According to the biological species concept, populations are different species if gene flow between them is prevented by biological differences, known as reproductive barriers. If populations exchange genes they are conspecific, i.e. belong to the species, even if they differ greatly in morphology. If they are reproductively isolated, they are different species even if they are indistinguishable phenotypically. Therefore speciation arises from the evolution of biological barriers to gene flow (Futuyma, 1998).

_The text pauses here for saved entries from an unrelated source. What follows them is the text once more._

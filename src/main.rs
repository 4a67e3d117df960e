//! habitd - Adaptive Daily Task Engine
//!
//! CLI entry point for planning, daily task queries, and the maintenance
//! daemon.

use std::fs;
use std::path::PathBuf;
use std::sync::Arc;

use clap::Parser;
use eyre::{Context, Result};
use tracing::info;

use habitd::cli::{Cli, Command, OutputFormat};
use habitd::clock::SystemClock;
use habitd::config::Config;
use habitd::domain::JsonProfileStore;
use habitd::engine::TaskEngine;
use habitd::generator::create_generator;
use habitd::maintenance::MaintenanceScheduler;
use habitd::random::RandChooser;
use habitd::store::DailyTaskStore;

fn setup_logging(verbose: bool) -> Result<()> {
    // Create log directory
    let log_dir = dirs::data_local_dir()
        .unwrap_or_else(|| PathBuf::from("."))
        .join("habitd")
        .join("logs");

    fs::create_dir_all(&log_dir).context("Failed to create log directory")?;

    // Setup tracing subscriber - write to log file, not stdout/stderr
    let level = if verbose { tracing::Level::DEBUG } else { tracing::Level::INFO };
    let log_file = fs::File::create(log_dir.join("habitd.log")).context("Failed to create log file")?;

    tracing_subscriber::fmt()
        .with_writer(log_file)
        .with_ansi(false)
        .with_env_filter(tracing_subscriber::EnvFilter::from_default_env().add_directive(level.into()))
        .init();

    info!("Logging initialized (verbose: {})", verbose);
    Ok(())
}

/// Wire up the engine from config
fn build_engine(config: &Config) -> Result<TaskEngine> {
    let store = Arc::new(DailyTaskStore::new(&config.storage.data_dir));
    let profiles = Arc::new(JsonProfileStore::new(config.storage.users_file()));
    let generator = create_generator(&config.generator).context("Failed to create generator client")?;

    Ok(TaskEngine::new(
        store,
        profiles,
        generator,
        Arc::new(SystemClock),
        Arc::new(RandChooser),
        config.planning.max_weekly_tasks,
    ))
}

#[tokio::main]
async fn main() -> Result<()> {
    let cli = Cli::parse();

    setup_logging(cli.verbose).context("Failed to setup logging")?;

    let config = Config::load(cli.config.as_ref()).context("Failed to load configuration")?;
    config.validate()?;

    info!(
        "habitd loaded config: provider={}, model={}, data-dir={}",
        config.generator.provider,
        config.generator.model,
        config.storage.data_dir.display()
    );

    match cli.command {
        Command::Plan { user } => cmd_plan(&config, &user).await,
        Command::Today { format } => cmd_today(&config, format).await,
        Command::Complete => cmd_complete(&config).await,
        Command::List { format } => cmd_list(&config, format).await,
        Command::Quote => cmd_quote(&config).await,
        Command::Daemon => cmd_daemon(&config).await,
    }
}

/// Run a weekly planning cycle
async fn cmd_plan(config: &Config, user: &str) -> Result<()> {
    let engine = build_engine(config)?;

    let summary = engine.generate_weekly_plan(user).await?;
    println!("Weekly plan generated for {}", user);
    println!("  Capacity: {} tasks", summary.weekly_capacity);
    println!("  Parsed:   {} tasks", summary.task_count);
    println!();
    println!("{}", summary.preview);
    Ok(())
}

/// Show (or create) today's task
async fn cmd_today(config: &Config, format: OutputFormat) -> Result<()> {
    let engine = build_engine(config)?;
    let today = engine.today_task().await?;

    match format {
        OutputFormat::Json => {
            println!("{}", serde_json::to_string_pretty(&today)?);
        }
        OutputFormat::Text => match (&today.task, &today.status) {
            (Some(task), Some(status)) => {
                println!("Today ({}) [{}]", today.date, status);
                println!("{}", task);
            }
            _ => {
                println!("No tasks available for {}. Run `habitd plan <user>` first.", today.date);
            }
        },
    }

    Ok(())
}

/// Mark today's task complete
async fn cmd_complete(config: &Config) -> Result<()> {
    let engine = build_engine(config)?;

    let entry = engine.complete_today().await?;
    println!("Marked {} complete.", entry.date);
    Ok(())
}

/// List all daily entries
async fn cmd_list(config: &Config, format: OutputFormat) -> Result<()> {
    let engine = build_engine(config)?;
    let entries = engine.list_entries().await?;

    match format {
        OutputFormat::Json => {
            let json = serde_json::json!({
                "total": entries.len(),
                "entries": entries,
            });
            println!("{}", serde_json::to_string_pretty(&json)?);
        }
        OutputFormat::Text => {
            if entries.is_empty() {
                println!("No daily entries yet.");
                return Ok(());
            }
            println!("{} entries:", entries.len());
            for entry in &entries {
                let first_line = entry.task.lines().next().unwrap_or("");
                println!("  {}  [{}]  {}", entry.date, entry.status, first_line);
            }
        }
    }

    Ok(())
}

/// Show a motivational quote.
///
/// The quote is process state: this command samples one for its own
/// invocation, while the daemon resamples its own copy at every sweep.
/// Reading the daemon's live quote would need an IPC boundary the CLI
/// does not have.
async fn cmd_quote(config: &Config) -> Result<()> {
    let engine = build_engine(config)?;
    println!("{}", engine.current_quote().await);
    Ok(())
}

/// Run the maintenance scheduler in the foreground
async fn cmd_daemon(config: &Config) -> Result<()> {
    info!("Daemon starting...");

    let engine = build_engine(config)?;

    // The scheduler shares the engine's store so the sweep and request
    // handling serialize through the same lock
    let scheduler = MaintenanceScheduler::new(
        config.maintenance.sweep_time()?,
        Arc::new(SystemClock),
        Arc::new(RandChooser),
        engine.store_handle(),
        engine.quote_handle(),
    );

    let (shutdown_tx, shutdown_rx) = tokio::sync::mpsc::channel::<()>(1);
    let scheduler_handle = tokio::spawn(scheduler.run(shutdown_rx));
    info!("Maintenance scheduler started");

    println!("habitd daemon running (sweep at {}). Press Ctrl+C to stop.", config.maintenance.sweep_time);

    #[cfg(unix)]
    {
        use tokio::signal::unix::{SignalKind, signal};

        let mut sigint = signal(SignalKind::interrupt())?;
        let mut sigterm = signal(SignalKind::terminate())?;

        tokio::select! {
            _ = sigint.recv() => {
                info!("SIGINT received");
            }
            _ = sigterm.recv() => {
                info!("SIGTERM received");
            }
        }
    }

    #[cfg(not(unix))]
    {
        tokio::signal::ctrl_c().await?;
    }

    info!("Daemon shutting down...");
    let _ = shutdown_tx.send(()).await;
    let _ = scheduler_handle.await;

    Ok(())
}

The factors leading to reproductive isolation can be divided into two categories; prezygotic factors, which operate before fertilisation can occur; and postzygotic factors, which operate after fertilisation leading to partial or complete failure of crosses between the two forms. These are summarised below.

A. Prezygotic factors

  1. Geographical isolation: forms are separated by land or water barriers that they are unable to cross.
  2. Ecological isolation: the forms fail to meet because they live in different places within the same geographic region.
  3. Temporal isolation: the forms are active at different seasons or times of day.
  4. Behavioural isolation: the forms meet, but do not mate.
  5. Mechanical isolation: copulation occurs, but no transfer of male gametes takes place.
  6. Gametic incompatibility: gamete transfer occurs, but egg is not fertilised.

B. Postzygotic factors

  1. Zygote dies: zygotic mortality soon after fertilisation.
  2. F1 hybrids (first generation) have reduced viability (hybrid inviability).
  3. F1 hybrids viable but have reduced fertility (hybrid sterility)
  4. Hybrid breakdown: reduced viability or fertility in F2 (second generation) or backcross (F1 crossed with parents) generations.

Prezygotic Barriers

One or more of these may be operating within a given population at any time. The evolutionary functions of these mechanisms are the same, to limit or prevent gene flow between species. They may occur only partially; for example, behavioural isolation can be complete or females may only show a slight preference for males of their own species (Dobzhansky et al., 1977).

Geographical Isolation

When populations are kept apart by allopatry, i.e. living in different areas, they are geographically isolated. However, geographic isolation is not a reproductive isolating mechanism brought about by the genetic make-up of a population, geographically isolated populations may be genetically identical (Dobzhansky et al., 1977). Any differences between the populations are likely to be consequences of isolation rather than causes. For example, the species of freshwater fish (Salvelinus spp.) in the lakes of Switzerland, Scandinavia and Great Britain. Almost every lake has a different form (Carter 1954). In this case it is the land between the lakes that acts as a barrier.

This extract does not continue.